Obama is never going to lift a prayer mat to help Michael Behenna, but Mitt Romney might. Romney must be urged to act and right this godawful miscarriage of justice. Behenna is a hero; he shot a known al-qaeda killer. We are all safer because Lt Michael Behenna fought for us. Here is part of the statement issued by Michael Behenna's family and supporters:
On July 5th, 2012, we learned that the majority on the Court of Appeals for the Armed Forces (CAAF), in a 3-2 split, upheld the unpremeditated murder conviction of our son 1LT Michael Behenna. Needless to say, we are very disappointed in the decision of the CAAF.
The CAAF had accepted two issues in Michael’s case (1) the improper self-defense instruction, and (2) Governments failure to disclose exculpatory evidence to the defense, ie. MacDonell’s expert opinion. We know from reading the 2 dissenting judges opinion that the arguments by Michael’s lawyers were very compelling. In fact, the entire court agreed that the self-defense instruction was erroneous. However, the majority court ruled Michael used deadly force by threatening the terrorist with a gun and had no right to self-defense in his given situation – a fact strongly disputed by the dissenting judges – so the majority ruled the self-defense instruction written by trial judge Steven Dixon, even though incorrect, did not prejudice Michael’s defense. The entire court agreed the expert opinion of Dr. MacDonell should have been turned over to the defense, but the majority dismissed the potential Brady violation as irrelevant to Michael’s defense, as MacDonell’s opinion only strengthened Michael’s version that he was attacked, but Michael had no right to defend himself.
The CAAF basically ruled that Michael made a mistake by taking the terrorist to a culvert for an unauthorized interrogation and in the process gave up any right to defend himself no matter what happened in the culvert (note that no police officer in America loses their right to defend themselves in similar situations.) If you recall, the military prosecutors originally prosecuted Michael for executing the terrorist in the culvert, and no evidence or even any mention of Michael losing his right to self-defense was presented to the jury (panel). Michael had no opportunity to present a defense to an allegation of loss of right of self-defense, because that was never the theory presented by the prosecutors. As stated in the dissenting opinion, “was it murder, or was it self-defense.”

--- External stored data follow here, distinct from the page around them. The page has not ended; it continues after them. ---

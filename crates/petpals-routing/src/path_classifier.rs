//! Path classification for tenant-host requests
//!
//! Once a request has resolved to a tenant, the path decides how the
//! middleware treats it: API paths pass through with a tenant header,
//! app-reserved paths pass through untouched (so a breeder can log in and
//! manage their site on their own subdomain), and everything else is
//! rewritten to the public kennel-site route.

/// How the middleware should treat a path on a tenant hostname
#[derive(Debug, Clone, Copy, PartialEq, Eq)]
pub enum PathClass {
    /// `/api/*` — pass through with the tenant header attached
    Api,
    /// Login, registration, dashboard — pass through untouched
    AppReserved,
    /// Everything else — rewrite to the public site route
    Public,
}

/// Classifies request paths on tenant hostnames
#[derive(Debug, Clone)]
pub struct PathClassifier {
    reserved_prefixes: Vec<String>,
}

impl PathClassifier {
    /// Create a classifier with the default app-reserved prefixes
    ///
    /// # Reserved Prefixes (Pass Through Untouched)
    /// - `/dashboard` — authenticated breeder dashboard
    /// - `/login` — sign-in flow
    /// - `/register` — account registration flow
    pub fn new() -> Self {
        Self {
            reserved_prefixes: vec![
                "/dashboard".to_string(),
                "/login".to_string(),
                "/register".to_string(),
            ],
        }
    }

    /// Create a classifier with custom reserved prefixes
    pub fn with_reserved(prefixes: Vec<String>) -> Self {
        Self {
            reserved_prefixes: prefixes,
        }
    }

    /// Classify a request path.
    ///
    /// Prefixes match at segment boundaries: `/login` and `/login/reset`
    /// are reserved, `/loginfo` is not.
    ///
    /// # Examples
    /// ```
    /// use petpals_routing::{PathClass, PathClassifier};
    ///
    /// let classifier = PathClassifier::new();
    ///
    /// assert_eq!(classifier.classify("/api/dogs"), PathClass::Api);
    /// assert_eq!(classifier.classify("/dashboard/dogs"), PathClass::AppReserved);
    /// assert_eq!(classifier.classify("/"), PathClass::Public);
    /// assert_eq!(classifier.classify("/about"), PathClass::Public);
    /// ```
    pub fn classify(&self, path: &str) -> PathClass {
        if prefix_matches(path, "/api") {
            return PathClass::Api;
        }
        if self
            .reserved_prefixes
            .iter()
            .any(|prefix| prefix_matches(path, prefix))
        {
            return PathClass::AppReserved;
        }
        PathClass::Public
    }

    /// The configured app-reserved prefixes
    pub fn reserved_prefixes(&self) -> &[String] {
        &self.reserved_prefixes
    }
}

impl Default for PathClassifier {
    fn default() -> Self {
        Self::new()
    }
}

/// Match a path against a prefix at a segment boundary
fn prefix_matches(path: &str, prefix: &str) -> bool {
    match path.strip_prefix(prefix) {
        Some(rest) => rest.is_empty() || rest.starts_with('/') || rest.starts_with('?'),
        None => false,
    }
}

#[cfg(test)]
mod tests {
    use super::*;

    #[test]
    fn test_api_paths() {
        let classifier = PathClassifier::new();
        assert_eq!(classifier.classify("/api"), PathClass::Api);
        assert_eq!(classifier.classify("/api/dogs"), PathClass::Api);
        assert_eq!(classifier.classify("/api/site/current"), PathClass::Api);
    }

    #[test]
    fn test_reserved_paths() {
        let classifier = PathClassifier::new();
        assert_eq!(classifier.classify("/dashboard"), PathClass::AppReserved);
        assert_eq!(classifier.classify("/dashboard/dogs"), PathClass::AppReserved);
        assert_eq!(classifier.classify("/login"), PathClass::AppReserved);
        assert_eq!(classifier.classify("/register"), PathClass::AppReserved);
        assert_eq!(classifier.classify("/register/breeder"), PathClass::AppReserved);
    }

    #[test]
    fn test_public_paths() {
        let classifier = PathClassifier::new();
        assert_eq!(classifier.classify("/"), PathClass::Public);
        assert_eq!(classifier.classify("/about"), PathClass::Public);
        assert_eq!(classifier.classify("/dogs"), PathClass::Public);
        assert_eq!(classifier.classify(""), PathClass::Public);
    }

    #[test]
    fn test_prefix_requires_segment_boundary() {
        let classifier = PathClassifier::new();
        assert_eq!(classifier.classify("/apiary"), PathClass::Public);
        assert_eq!(classifier.classify("/loginfo"), PathClass::Public);
        assert_eq!(classifier.classify("/dashboards"), PathClass::Public);
    }

    #[test]
    fn test_custom_reserved_prefixes() {
        let classifier = PathClassifier::with_reserved(vec!["/admin".to_string()]);
        assert_eq!(classifier.classify("/admin/site"), PathClass::AppReserved);
        assert_eq!(classifier.classify("/dashboard"), PathClass::Public);
    }
}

Obviously we were one vote away from having Michael back home with us, and the dissenting CAAF judges widely diverged from the majority, which gives us hope that perhaps Michael’s legal battle is not over. Michael remains in prison today for a mistake he made in a combat zone while facing a terrorist who had killed at least two American soldiers and for whom the military had issued a kill/capture order. The court did not believe that Michael executed Mansur as originally charged and for which he was convicted. We will continue to pursue all legal avenues including the Supreme Court, and in search of relief for Michael, we will also contact officials who can understand the perspective of what Soldier’s encounter in a war zone and how dealing with terrorists cannot be equated to a drug deal gone bad in America.
Michael and our entire family want to thank all of those supporters who have taken their valuable time and effort to help Michael’s cause and we know that your continued support will lead to Michael’s ultimate release. We will begin a campaign to contact President Obama and presidential candidate Mitt Romney to take notice of Michael’s case and request they use their influence to pardon Michael or reduce his sentence. The people’s voice must be heard in a case where a Soldier faced his enemy in a war zone. Although Michael has told us he was disappointed in the ruling, he remains a man of integrity and character, and will not be broken by this latest setback. He said that when he walks through the doors of Ft. Leavenworth military prison to freedom he will be a much wiser man than when he first went in.